When a client is having a developer build their website from scratch the client required to approve wireframes as part of the first phase or pick a design from a library of designs. When they are picking from a library of designs to speed the project up there might be times where the client likes parts of two or three designs. In those cases as long as they tell the developer what they like the developer needs to be able to mix and match all of those parts.

There are also the times where you have a client who gets overwhelmed by the design library and says something to the effect of, “I expected you to do some research and design something for me based on my competitors.” These clients are the hardest to work with and I try to stay as far away from them as possible unless they were referred to me by a long time client.

Clients are also obligated to provide the content for their website. For instance, if you are building a new e-commerce website for someone who wants to stop using a platform that is specific to their industry then they are required to provide you an export of their product list so that you can import it into the website you are building for them. Where they get that product list from does not matter as long as they provide it to you as the developer.

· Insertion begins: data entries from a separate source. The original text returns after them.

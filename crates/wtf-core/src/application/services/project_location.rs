//! Deciding where a project gets scaffolded.

use std::path::{Path, PathBuf};

use tracing::{debug, info, instrument};

use crate::{
    application::{ApplicationError, ports::Answerer},
    domain::DomainValidator,
    error::ScaffoldResult,
};

/// Resolve the project directory.
///
/// With a name, the project lives at `cwd/name` (an absolute name is used
/// as-is). Without one, the answerer is asked whether the current directory
/// should be initialized; declining yields [`ApplicationError::Cancelled`].
#[instrument(skip(answerer, cwd), fields(cwd = %cwd.display()))]
pub fn resolve_project_dir(
    name: Option<&str>,
    cwd: &Path,
    answerer: &dyn Answerer,
) -> ScaffoldResult<PathBuf> {
    match name {
        Some(name) => {
            DomainValidator::validate_project_name(name)?;
            let dir = cwd.join(name);
            debug!(path = %dir.display(), "Project directory from argument");
            Ok(dir)
        }
        None => {
            if answerer.confirm(&project_prompt(cwd))? {
                debug!("Initializing the current directory");
                Ok(cwd.to_path_buf())
            } else {
                info!("User declined to initialize the current directory");
                Err(ApplicationError::Cancelled.into())
            }
        }
    }
}

/// The question asked when no project name was given.
pub fn project_prompt(cwd: &Path) -> String {
    format!(
        "Would you like to initialize your wtframework project here: {}? (Y/n)",
        cwd.display()
    )
}

/// Interpret a typed answer: `n` or `no` (any case) declines, anything else
/// (including an empty line) accepts.
pub fn interpret_answer(input: &str) -> bool {
    let answer = input.trim().to_ascii_lowercase();
    !matches!(answer.as_str(), "n" | "no")
}
//! Application layer for wtf-init.
//!
//! This layer contains:
//! - **Services**: Use case orchestration (ScaffoldService, project directory resolution)
//! - **Ports**: Interface definitions (traits) for external dependencies
//! - **Errors**: Application-specific error types
//!
//! The application layer coordinates the domain layer; the fixed layout
//! itself lives in `crate::domain::layout`.

pub mod error;
pub mod ports;
pub mod services;

// Re-export main services
pub use services::{
    ScaffoldOptions, ScaffoldService, interpret_answer, project_prompt, resolve_project_dir,
};

// Re-export port traits (for adapter implementation)
pub use ports::{Answerer, Filesystem, TemplateCatalog};

pub use error::ApplicationError;
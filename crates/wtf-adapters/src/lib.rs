//! Infrastructure adapters for wtf-init.
//!
//! This crate implements the ports defined in `wtf_core::application::ports`.
//! It contains all filesystem I/O and the bundled templates.

pub mod catalog;
pub mod filesystem;

// Re-export commonly used adapters
pub use catalog::{BuiltinCatalog, DirectoryCatalog};
pub use filesystem::{DryRunFilesystem, LocalFilesystem, MemoryFilesystem};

If the platform such as Ebay or Etsy they are moving away from provides a way to get that product list in the form of a spreadsheet it is okay for them to give you their login info to get it. That assumes the platforms export feature is working though. Therefore, if the platform they are moving away from does not have a working export feature it is their job to find someone to do the data entry within a budget they are willing to pay or do the data entry themselves.

The data entry is never the job of the developer in any capacity and the developer should never be responsible for creating a spreadsheet with the products or acting as the middle man between the client and the contractor doing the data entry.

Lastly, the client is always obligated to give feedback on the work that has been done. In saying that, they should not be telling the developer how to do what they are an expert at doing. No, they should be telling the developer what changes they want to see made to approve the work move to the next phase of the project or launch the website.

4 Responses

  1. When it comes to websites, the client definitely has many obligations! I don’t quite get how anyone can think otherwise, I mean, it’s their website. I know how hard it can be to put one’s own vision into words though, so I guess that’s where the problems arise!

    1. Yes, Joanna. That is one place where the problems can arise. Also, not focusing in meetings can lead to miscommunication or bad communication and cause a website to never get built.

  2. It is helpful, whatever the field, when clients come in with curiosity and awareness!
    As a massage therapist, it helps when the client can identify if they simply desire relaxation, or if a few spots need more attention.

    I designed our first website, focusing on Who, what, when, where and prices, and which served us for a decade.
    My coworker fell for hype about formatting for cell phones, and ‘needing’ their service … and went with a company that was slow to update (and I didn’t have access to edit 😢 )… they chose a poorly draped ‘spa’ setting main photo – we share space with a doctor, and don’t offer spa treatments! We eventually dropped it altogether!

    1. Everything Nadya said about designing her first website plays into what made me answer Paul’s question from yesterday. I’ve had a few clients in the last two years where the deal fell apart because they were so focused on SEO for their business when they had no website.

      Without a website SEO does not matter. I do not care if you are using another platform or not… SEO is not going to mean anything if you do not have a website that uses your domain for the pages of the website. Some platforms do not let you use your own domain for the website therefore making the SEO help their website not yours.